Saved data entries

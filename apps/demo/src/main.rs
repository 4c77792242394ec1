mod args;
mod scenario;

use crate::args::DemoArgs;
use canopy_logger::Logger;
use clap::Parser;

fn main() -> anyhow::Result<()> {
    let args = DemoArgs::parse();

    let mut logger = Logger::builder().name(env!("CARGO_PKG_NAME")).console(true).level(args.log_level);
    if args.json {
        logger = logger.json();
    }
    let _logger = logger.init()?;

    let summary = scenario::run(&args);
    if !summary.failures.is_empty() {
        tracing::warn!(failures = summary.failures.len(), "Some subscribers rejected the event");
    }

    Ok(())
}
use std::any::{TypeId, type_name};
use std::borrow::Cow;
use std::fmt;
use std::hash::{Hash, Hasher};
use std::marker::PhantomData;

/// The subset of the bus tree a publish reaches, starting at the publishing node.
#[derive(Debug, Clone, Copy, PartialEq, Eq, Hash, Default)]
pub enum BroadcastDirection {
    /// The publishing node only.
    None,
    /// The publishing node and every descendant, breadth-first.
    #[default]
    ToChildren,
    /// The publishing node and every ancestor up to the root.
    ToParent,
    /// The publishing node and its immediate children.
    ToDirectChildren,
}

impl fmt::Display for BroadcastDirection {
    fn fmt(&self, f: &mut fmt::Formatter<'_>) -> fmt::Result {
        f.write_str(match self {
            Self::None => "NONE",
            Self::ToChildren => "TO_CHILDREN",
            Self::ToParent => "TO_PARENT",
            Self::ToDirectChildren => "TO_DIRECT_CHILDREN",
        })
    }
}

/// A typed identifier for a category of notifications.
///
/// `T` is the capability subscribers implement, usually a trait object such as
/// `dyn SessionListener`. Topics are meant to be declared once as `static` items so
/// that producers and consumers refer to the same value.
///
/// # Examples
/// ```rust
/// use canopy_bus::{capability, BroadcastDirection, Delivery, Topic};
///
/// capability! {
///     pub trait Shutdown {
///         fn requested(&self, reason: &str) -> Delivery;
///     }
/// }
///
/// static SHUTDOWN: Topic<dyn Shutdown> =
///     Topic::with_direction("shutdown", BroadcastDirection::ToChildren);
///
/// assert_eq!(SHUTDOWN.name(), "shutdown");
/// assert_eq!(Topic::<dyn Shutdown>::of().name(), "Shutdown");
/// ```
pub struct Topic<T: ?Sized> {
    name: Cow<'static, str>,
    direction: BroadcastDirection,
    capability: PhantomData<fn() -> *const T>,
}

impl<T: ?Sized + 'static> Topic<T> {
    /// Creates a topic broadcasting [`BroadcastDirection::ToChildren`].
    #[must_use]
    pub const fn new(name: &'static str) -> Self {
        Self::with_direction(name, BroadcastDirection::ToChildren)
    }

    /// Creates a topic with an explicit broadcast direction.
    #[must_use]
    pub const fn with_direction(name: &'static str, direction: BroadcastDirection) -> Self {
        Self { name: Cow::Borrowed(name), direction, capability: PhantomData }
    }

    /// Creates a topic from a runtime name.
    #[must_use]
    pub fn named(name: impl Into<Cow<'static, str>>, direction: BroadcastDirection) -> Self {
        Self { name: name.into(), direction, capability: PhantomData }
    }

    /// Creates a [`BroadcastDirection::ToChildren`] topic named after the capability type.
    #[must_use]
    pub fn of() -> Self {
        Self::named(simple_name(type_name::<T>()), BroadcastDirection::ToChildren)
    }

    #[must_use]
    pub fn name(&self) -> &str {
        &self.name
    }

    #[must_use]
    pub const fn direction(&self) -> BroadcastDirection {
        self.direction
    }

    /// Full type name of the capability, e.g. `dyn app::SessionListener`.
    #[must_use]
    pub fn capability(&self) -> &'static str {
        type_name::<T>()
    }

    /// The type-erased identity of this topic, used as a registry key.
    #[must_use]
    pub fn id(&self) -> TopicId {
        TopicId {
            name: self.name.clone(),
            capability: TypeId::of::<T>(),
            capability_name: type_name::<T>(),
            direction: self.direction,
        }
    }
}

impl<T: ?Sized> Clone for Topic<T> {
    fn clone(&self) -> Self {
        Self { name: self.name.clone(), direction: self.direction, capability: PhantomData }
    }
}

// The capability is part of the type, so only name and direction can differ.
impl<T: ?Sized> PartialEq for Topic<T> {
    fn eq(&self, other: &Self) -> bool {
        self.name == other.name && self.direction == other.direction
    }
}

impl<T: ?Sized> Eq for Topic<T> {}

impl<T: ?Sized + 'static> Hash for Topic<T> {
    fn hash<H: Hasher>(&self, state: &mut H) {
        self.name.hash(state);
        TypeId::of::<T>().hash(state);
        self.direction.hash(state);
    }
}

impl<T: ?Sized> fmt::Debug for Topic<T> {
    fn fmt(&self, f: &mut fmt::Formatter<'_>) -> fmt::Result {
        f.debug_struct("Topic")
            .field("name", &self.name)
            .field("capability", &type_name::<T>())
            .field("direction", &self.direction)
            .finish()
    }
}

impl<T: ?Sized> fmt::Display for Topic<T> {
    fn fmt(&self, f: &mut fmt::Formatter<'_>) -> fmt::Result {
        write!(
            f,
            "Topic{{name='{}', capability={}, direction={}}}",
            self.name,
            type_name::<T>(),
            self.direction
        )
    }
}

/// Type-erased topic identity: name, capability and direction.
///
/// Two ids are equal only if all three parts are equal, so topics sharing a name
/// but differing in capability or direction never share subscribers.
#[derive(Debug, Clone)]
pub struct TopicId {
    name: Cow<'static, str>,
    capability: TypeId,
    capability_name: &'static str,
    direction: BroadcastDirection,
}

impl TopicId {
    #[must_use]
    pub fn name(&self) -> &str {
        &self.name
    }

    #[must_use]
    pub const fn capability(&self) -> &'static str {
        self.capability_name
    }

    #[must_use]
    pub const fn direction(&self) -> BroadcastDirection {
        self.direction
    }
}

impl PartialEq for TopicId {
    fn eq(&self, other: &Self) -> bool {
        self.capability == other.capability
            && self.direction == other.direction
            && self.name == other.name
    }
}

impl Eq for TopicId {}

impl Hash for TopicId {
    fn hash<H: Hasher>(&self, state: &mut H) {
        self.name.hash(state);
        self.capability.hash(state);
        self.direction.hash(state);
    }
}

impl fmt::Display for TopicId {
    fn fmt(&self, f: &mut fmt::Formatter<'_>) -> fmt::Result {
        write!(
            f,
            "Topic{{name='{}', capability={}, direction={}}}",
            self.name, self.capability_name, self.direction
        )
    }
}

/// `dyn app::events::SessionListener` → `SessionListener`.
fn simple_name(full: &'static str) -> &'static str {
    let base = full.strip_prefix("dyn ").unwrap_or(full);
    let base = base.split(['<', ' ']).next().unwrap_or(base);
    base.rsplit("::").next().unwrap_or(base)
}
//! # Message Bus
//!
//! A synchronous, type-safe, hierarchical message bus for in-process
//! notifications.
//!
//! ## Overview
//!
//! Buses form a tree (application bus → module buses → session buses). A producer
//! asks any node for the [`Publisher`] of a [`Topic`] and calls it exactly like it
//! would call a subscriber; the call is fanned out to every subscriber registered
//! for that topic on the nodes selected by the topic's [`BroadcastDirection`].
//!
//! ```text
//!                 ┌───────────┐
//!                 │  app bus  │ ◄── TO_PARENT walks up to here
//!                 └─────┬─────┘
//!            ┌──────────┴──────────┐
//!      ┌─────┴─────┐         ┌─────┴─────┐
//!      │ module A  │ origin  │ module B  │
//!      └─────┬─────┘         └───────────┘
//!      ┌─────┴─────┐
//!      │ session 1 │ ◄── TO_CHILDREN / TO_DIRECT_CHILDREN reach down to here
//!      └───────────┘
//! ```
//!
//! ## Features
//!
//! * **Typed topics**: a topic binds a name, a capability trait and a direction.
//! * **Call-like publishing**: [`capability!`] makes the publisher implement the
//!   capability trait itself.
//! * **Failure isolation**: a subscriber returning an error or panicking never stops
//!   the fan-out; failures are batched to the node's [`ExceptionHandler`].
//! * **Thread-safe**: `FxHashMap` + `parking_lot::RwLock`, no lock held while
//!   subscribers run.
//!
//! # Example
//!
//! ```rust
//! use canopy_bus::{capability, Delivery, MessageBus, Topic};
//! use std::sync::Arc;
//! use std::sync::atomic::{AtomicUsize, Ordering};
//!
//! capability! {
//!     /// Receives session lifecycle notifications.
//!     pub trait SessionListener {
//!         fn opened(&self, session: u64) -> Delivery;
//!     }
//! }
//!
//! static SESSIONS: Topic<dyn SessionListener> = Topic::new("sessions");
//!
//! struct Counter(AtomicUsize);
//!
//! impl SessionListener for Counter {
//!     fn opened(&self, _session: u64) -> Delivery {
//!         self.0.fetch_add(1, Ordering::Relaxed);
//!         Ok(())
//!     }
//! }
//!
//! let app = MessageBus::new();
//! let module = app.child();
//!
//! let counter = Arc::new(Counter(AtomicUsize::new(0)));
//! module.subscribe(&SESSIONS, counter.clone());
//!
//! // TO_CHILDREN is the default direction: publishing on the app reaches the module.
//! app.publisher(&SESSIONS).opened(7).unwrap();
//! assert_eq!(counter.0.load(Ordering::Relaxed), 1);
//! ```

mod bus;
mod capability;
mod error;
mod failure;
mod publisher;
mod topic;

pub use bus::{BusBuilder, MessageBus};
pub use error::{BoxError, Delivery, DeliveryError, DeliveryErrorExt};
pub use failure::ExceptionHandler;
pub use publisher::{Operation, Publisher};
pub use topic::{BroadcastDirection, Topic, TopicId};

# What the exercise asks
Look above for the line holding "use crate::args::DemoArgs;" and the line holding "publishing node only.", then output exactly those two lines and every line between them, nothing more.

# Completed task
use crate::args::DemoArgs;
use canopy_logger::Logger;
use clap::Parser;

fn main() -> anyhow::Result<()> {
    let args = DemoArgs::parse();

    let mut logger = Logger::builder().name(env!("CARGO_PKG_NAME")).console(true).level(args.log_level);
    if args.json {
        logger = logger.json();
    }
    let _logger = logger.init()?;

    let summary = scenario::run(&args);
    if !summary.failures.is_empty() {
        tracing::warn!(failures = summary.failures.len(), "Some subscribers rejected the event");
    }

    Ok(())
}
use std::any::{TypeId, type_name};
use std::borrow::Cow;
use std::fmt;
use std::hash::{Hash, Hasher};
use std::marker::PhantomData;

/// The subset of the bus tree a publish reaches, starting at the publishing node.
#[derive(Debug, Clone, Copy, PartialEq, Eq, Hash, Default)]
pub enum BroadcastDirection {
    /// The publishing node only.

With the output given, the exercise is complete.